When COVID hit, people stopped spending money and paying off debt while stuck at home for months. Loan recovery has been slow. Total JPMorgan credit card balances finally returned to pre-pandemic levels in 2022, Bank of America and Wells Fargo are still rebuilding.
There’s an additional problem making the earnings numbers hard for investors and analysts to understand: a change in the way banks must account for credit risk that was introduced last year, meaning more losses are charged. in the beginning.
The result is that if you make more loans, you immediately need to set aside more bad debt provisions. Of course, the economy is expected to deteriorate as well, and bank executives said their outlook had worsened slightly, but they still mainly expect only a mild recession later this year.
For example, Mark Mason, Citigroup’s chief financial officer, said on a call with reporters that a soft landing for the US economy was “very manageable.”
US credit card loss rates have increased at all banks, but remain below normal pre-pandemic levels. For Citi-branded cards, losses in the latest quarter were 1.7% of total balances versus 3.75% that was normal before the pandemic, Mason said. At JPMorgan, they were 1.5% for full-year 2022, up from 3.1% in 2019. At Bank of America, they were 1.6% for 2022, up from 3.1%. And so.

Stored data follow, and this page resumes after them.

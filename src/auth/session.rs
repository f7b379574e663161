use crate::auth::account::UserAccount;
use crate::auth::token::{self, OsTokenRng, TokenRng};
use crate::db::models::{TokenRecord, User};
use crate::db::store::Store;
use crate::error::{AppError, AuthError};
use chrono::{DateTime, Utc};
use serde::Serialize;
use std::sync::Arc;
use tracing::{debug, error, info};
use uuid::Uuid;

type Result<T> = std::result::Result<T, AppError>;

/// Time source, injectable so tests can move the clock past validity
/// windows.
pub trait Clock: Send + Sync {
    fn now(&self) -> DateTime<Utc>;
}

pub struct SystemClock;

impl Clock for SystemClock {
    fn now(&self) -> DateTime<Utc> {
        Utc::now()
    }
}

/// A 48-character candidate collides with probability ~2^-286 per active
/// token, so the retry loop terminates almost surely on the first pass.
/// The cap exists to turn a broken random source into a typed error
/// instead of a spin.
const MAX_ISSUE_ATTEMPTS: usize = 64;

/// Work factor for password hashes.
const BCRYPT_COST: u32 = 10;

#[derive(Clone, Copy)]
enum TokenKind {
    Login,
    Refresh,
}

impl TokenKind {
    fn expiry(self, issued_at: DateTime<Utc>) -> DateTime<Utc> {
        match self {
            TokenKind::Login => token::login_expiry(issued_at),
            TokenKind::Refresh => token::refresh_expiry(issued_at),
        }
    }
}

/// Result of a successful refresh rotation.
#[derive(Debug, Serialize)]
pub struct RotatedTokens {
    pub login_token: String,
    pub refresh_token: String,
    pub created_at: DateTime<Utc>,
}

/// Orchestrates collision-checked token issuance, validity evaluation and
/// the rotate-on-refresh protocol over an injected store.
pub struct SessionAuthority {
    store: Arc<dyn Store>,
    rng: Arc<dyn TokenRng>,
    clock: Arc<dyn Clock>,
}

impl SessionAuthority {
    pub fn new(store: Arc<dyn Store>) -> Self {
        Self::with_parts(store, Arc::new(OsTokenRng), Arc::new(SystemClock))
    }

    pub fn with_parts(
        store: Arc<dyn Store>,
        rng: Arc<dyn TokenRng>,
        clock: Arc<dyn Clock>,
    ) -> Self {
        Self { store, rng, clock }
    }

    pub fn now(&self) -> DateTime<Utc> {
        self.clock.now()
    }

    /// Issue a login token that no *currently valid* login token equals.
    /// A collision with an expired record is tolerated and the string is
    /// reused.
    pub async fn issue_login_token(&self) -> Result<String> {
        self.issue(TokenKind::Login, None).await
    }

    /// Refresh-token counterpart of [`issue_login_token`], checked against
    /// the 6-month window.
    ///
    /// [`issue_login_token`]: Self::issue_login_token
    pub async fn issue_refresh_token(&self) -> Result<String> {
        self.issue(TokenKind::Refresh, None).await
    }

    async fn issue(&self, kind: TokenKind, exclude: Option<&str>) -> Result<String> {
        for _ in 0..MAX_ISSUE_ATTEMPTS {
            let candidate = token::generate_candidate(self.rng.as_ref());

            // A rotation must never hand back the exact string it is
            // replacing, even if that string's record has already expired.
            if exclude == Some(candidate.as_str()) {
                debug!("candidate equals the token being replaced, regenerating");
                continue;
            }

            let existing = match kind {
                TokenKind::Login => {
                    self.store.find_most_recent_by_login_token(&candidate).await?
                }
                TokenKind::Refresh => {
                    self.store
                        .find_most_recent_by_refresh_token(&candidate)
                        .await?
                }
            };

            let collides_with_active = existing
                .map(|record| self.clock.now() < kind.expiry(record.created_at))
                .unwrap_or(false);

            if collides_with_active {
                debug!("candidate collides with an active token, regenerating");
                continue;
            }

            return Ok(candidate);
        }

        error!(
            attempts = MAX_ISSUE_ATTEMPTS,
            "token issuance exhausted its retry budget"
        );
        Err(AuthError::IssuanceExhausted.into())
    }

    /// Resolve a login token to its owner. Unknown and expired tokens are
    /// both reported as [`AuthError::UnresolvedCredential`]; the boundary
    /// at exactly +30 minutes counts as expired.
    pub async fn resolve_by_login_token(&self, value: &str) -> Result<UserAccount> {
        let record = self
            .store
            .find_most_recent_by_login_token(value)
            .await?
            .filter(|r| self.clock.now() < token::login_expiry(r.created_at))
            .ok_or(AuthError::UnresolvedCredential)?;

        self.hydrate_owner(&record).await
    }

    /// Same shape as [`resolve_by_login_token`] with the 6-month window.
    ///
    /// [`resolve_by_login_token`]: Self::resolve_by_login_token
    pub async fn resolve_by_refresh_token(&self, value: &str) -> Result<UserAccount> {
        let record = self
            .store
            .find_most_recent_by_refresh_token(value)
            .await?
            .filter(|r| self.clock.now() < token::refresh_expiry(r.created_at))
            .ok_or(AuthError::UnresolvedCredential)?;

        self.hydrate_owner(&record).await
    }

    /// Exchange a currently valid refresh token for a brand-new pair.
    ///
    /// Appends one token record; the superseded record is kept as history
    /// and is not revoked. Two concurrent rotations of the same refresh
    /// token can therefore both succeed; the store's insertion order
    /// decides which pair ends up current.
    pub async fn rotate(&self, refresh_token: &str) -> Result<RotatedTokens> {
        let record = self
            .store
            .find_most_recent_by_refresh_token(refresh_token)
            .await?
            .filter(|r| self.clock.now() < token::refresh_expiry(r.created_at))
            .ok_or(AuthError::UnresolvedCredential)?;

        let new_login = self
            .issue(TokenKind::Login, Some(&record.login_token))
            .await?;
        let new_refresh = self
            .issue(TokenKind::Refresh, Some(&record.refresh_token))
            .await?;

        let appended = self
            .store
            .append_token(record.user_id, &new_login, &new_refresh, self.clock.now())
            .await?;

        info!(user_id = %record.user_id, "rotated session tokens");

        Ok(RotatedTokens {
            login_token: appended.login_token,
            refresh_token: appended.refresh_token,
            created_at: appended.created_at,
        })
    }

    /// Create a user together with their first token pair and an email
    /// confirmation token. The store makes the three writes atomic.
    pub async fn register(
        &self,
        email: &str,
        password: &str,
        username: &str,
    ) -> Result<UserAccount> {
        let hashed_password = bcrypt::hash(password, BCRYPT_COST)?;

        let login_token = self.issue_login_token().await?;
        let refresh_token = self.issue_refresh_token().await?;
        let confirmation_token = token::generate_confirmation_token(self.rng.as_ref());

        let now = self.clock.now();
        let mut user = User::new(email.to_string(), username.to_string(), hashed_password);
        user.created_at = now;
        user.updated_at = now;

        let created = self
            .store
            .create_user(&user, &login_token, &refresh_token, &confirmation_token, now)
            .await?;

        info!(user_id = %created.id, "registered user");

        let tokens = self.store.list_tokens_for_user(created.id).await?;
        Ok(UserAccount::hydrate(created, tokens))
    }

    /// Compare the stored confirmation token for `email` against `value`
    /// and, inside the 1-day window, mark the user confirmed. Returns
    /// `None` for any mismatch so callers cannot tell which check failed.
    pub async fn confirm_email(&self, email: &str, value: &str) -> Result<Option<UserAccount>> {
        let Some(stored) = self.store.find_confirmation_token_by_email(email).await? else {
            return Ok(None);
        };

        if stored.confirmation_token != value {
            return Ok(None);
        }

        if self.clock.now() > token::confirmation_expiry(stored.created_at) {
            return Ok(None);
        }

        self.store.complete_confirmation(email).await?;
        info!(email, "email confirmed");

        let Some(user) = self.store.find_user_by_email(email).await? else {
            return Ok(None);
        };
        let tokens = self.store.list_tokens_for_user(user.id).await?;
        Ok(Some(UserAccount::hydrate(user, tokens)))
    }

    /// Hydrate the account owning `record`, including its full token
    /// history.
    async fn hydrate_owner(&self, record: &TokenRecord) -> Result<UserAccount> {
        let user = self
            .store
            .find_user_by_id(record.user_id)
            .await?
            .ok_or(AuthError::UnresolvedCredential)?;

        let tokens = self.store.list_tokens_for_user(user.id).await?;
        Ok(UserAccount::hydrate(user, tokens))
    }

    pub async fn find_account_by_id(&self, id: Uuid) -> Result<Option<UserAccount>> {
        let Some(user) = self.store.find_user_by_id(id).await? else {
            return Ok(None);
        };
        let tokens = self.store.list_tokens_for_user(user.id).await?;
        Ok(Some(UserAccount::hydrate(user, tokens)))
    }
}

These numbers will get worse, but neither bank currently expects them to pick up much more than what used to be normal. However, “currently” is the key word. As Jeremy Barnum, JPMorgan’s chief financial officer, said at the end of his presentation to investors: “I have emphasized uncertainty.”
Meanwhile, the benefit of lending more as interest rates rise is booming income: JPMorgan and Wells Fargo reported close to 50% growth in net interest income in the fourth quarter over a year ago.

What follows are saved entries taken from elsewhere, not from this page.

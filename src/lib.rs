pub mod auth;
pub mod config;
pub mod db;
pub mod email;
pub mod error;
pub mod rooms;

use actix_web::{web, HttpResponse};
use std::sync::Arc;
use std::time::Duration;

pub use config::Settings;
pub use error::AppError;
pub type Result<T> = std::result::Result<T, AppError>;

pub use auth::{OsTokenRng, SessionAuthority, TokenRng, UserAccount};
pub use db::{PgStore, Store};
pub use email::{Mailer, NoopMailer, SendgridMailer};

/// GET /health, outside the versioned prefix so load balancers can probe
/// it without credentials.
pub async fn health_check() -> HttpResponse {
    HttpResponse::Ok().json(serde_json::json!({
        "status": "healthy",
        "timestamp": chrono::Utc::now().to_rfc3339()
    }))
}

/// Liveness ping under the versioned API prefix.
pub async fn ping() -> HttpResponse {
    HttpResponse::Ok().json(serde_json::json!({ "message": "pong" }))
}

/// Application state shared across all handlers.
#[derive(Clone)]
pub struct AppState {
    pub config: Arc<Settings>,
    pub store: Arc<dyn Store>,
    pub authority: Arc<SessionAuthority>,
    pub mailer: Arc<dyn email::Mailer>,
    pub rng: Arc<dyn TokenRng>,
}

impl AppState {
    /// Production wiring: Postgres store, OS randomness, system clock,
    /// SendGrid when an API key is configured.
    pub async fn new(config: Settings) -> Result<Self> {
        let store: Arc<dyn Store> = Arc::new(
            PgStore::new_with_options(
                &config.database.url,
                config.database.max_connections,
                Duration::from_secs(5),
            )
            .await?,
        );

        let authority = Arc::new(SessionAuthority::new(store.clone()));

        let mailer: Arc<dyn email::Mailer> = if config.email.api_key.is_empty() {
            Arc::new(NoopMailer)
        } else {
            Arc::new(SendgridMailer::new(&config.email))
        };

        Ok(Self {
            config: Arc::new(config),
            store,
            authority,
            mailer,
            rng: Arc::new(OsTokenRng),
        })
    }

    /// Explicit wiring for tests and alternative deployments.
    pub fn with_parts(
        config: Settings,
        store: Arc<dyn Store>,
        authority: Arc<SessionAuthority>,
        mailer: Arc<dyn email::Mailer>,
        rng: Arc<dyn TokenRng>,
    ) -> Self {
        Self {
            config: Arc::new(config),
            store,
            authority,
            mailer,
            rng,
        }
    }
}

/// Route table, shared between `main` and the route-level tests.
pub fn configure_routes(cfg: &mut web::ServiceConfig) {
    cfg.route("/health", web::get().to(health_check)).service(
        web::scope("/api/v0")
            .route("/ping", web::get().to(ping))
            .route("/auth/register", web::post().to(auth::handlers::register))
            .route("/auth/refresh", web::post().to(auth::handlers::refresh))
            .route(
                "/auth/email-confirmation",
                web::get().to(auth::handlers::email_confirmation),
            )
            .route("/users/me", web::get().to(auth::handlers::me))
            .route("/rooms/create", web::post().to(rooms::handlers::create_room))
            .route(
                "/rooms/{room_id}/join",
                web::post().to(rooms::handlers::join_room),
            )
            .route(
                "/rooms/{room_id}/posts",
                web::post().to(rooms::handlers::create_post),
            )
            .route(
                "/rooms/{room_id}/posts",
                web::get().to(rooms::handlers::list_posts),
            ),
    );
}
use crate::auth::account::UserAccount;
use crate::auth::session::SessionAuthority;
use crate::auth::token::TOKEN_LENGTH;
use crate::error::{AppError, AuthError};
use actix_web::HttpRequest;

fn is_token_char(b: u8) -> bool {
    b.is_ascii_alphanumeric() || matches!(b, b'_' | b'~' | b'+' | b'/' | b'-')
}

/// Bearer credential contract: exactly 48 characters of
/// `[A-Za-z0-9_~+/-]`. Anything else is rejected before the session
/// authority is consulted.
pub fn is_well_formed_token(value: &str) -> bool {
    value.len() == TOKEN_LENGTH && value.bytes().all(is_token_char)
}

/// Pull the bearer credential out of the `Authorization` header and check
/// its shape. Shape failures are a 400-class outcome.
pub fn extract_bearer_token(req: &HttpRequest) -> Result<&str, AppError> {
    let header = req
        .headers()
        .get("Authorization")
        .and_then(|h| h.to_str().ok())
        .ok_or(AuthError::MalformedCredential)?;

    let token = header
        .strip_prefix("Bearer ")
        .ok_or(AuthError::MalformedCredential)?;

    if !is_well_formed_token(token) {
        return Err(AuthError::MalformedCredential.into());
    }

    Ok(token)
}

/// Resolve the request's bearer login token to its owning account.
/// Well-formed but unknown or expired tokens surface uniformly as a
/// 401-class outcome.
pub async fn authenticate(
    req: &HttpRequest,
    authority: &SessionAuthority,
) -> Result<UserAccount, AppError> {
    let token = extract_bearer_token(req)?;
    authority.resolve_by_login_token(token).await
}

The rest of the figures were very similar to those expected for the fourth quarter and the full year at all banks. Bond and currency trading blew the roof off: Bank of America posted its best fourth-quarter earnings and its best full year since 2010. Equity trading was flat or slightly down. Investment banking fees for deal advice and fundraising were a bust: nearly 60% lower in the fourth quarter compared to a year earlier at JPMorgan and Citigroup.
The least expected dark spot in some of these results, however, was investment losses for the future. Wells Fargo booked a $1 billion writedown on the value of its own portfolio of venture capital investments, primarily software companies. JPMorgan had its own accident with the $175 million deal for Frank, a student finance business bought in 2021 that it now says was a fraud. Chief Executive Officer Jamie Dimon said he would speak more about that mistake when the litigation stemming from the acquisition was finished. The bank declined to discuss how much it lost in the deal, but it has already written down part of the cost and has yet to provide full payment. You could also win your case, especially given the evidence you’ve presented in your lawsuit, as detailed by my Bloomberg Opinion colleague Matt Levine.
Goldman Sachs also released some ugly historical numbers on Friday about its own costly forays into the new digital and consumer-focused banking ahead of next week’s results.
But aside from the tech bugs and general economic fears and woes we all read about every day, the American banking story is still pretty good. JPMorgan and Bank of America posted better-than-expected earnings, and Dimon expects to restart share buybacks sooner than expected. Strange, right?
Paul J. Davies is a Bloomberg Opinion columnist covering banking and finance.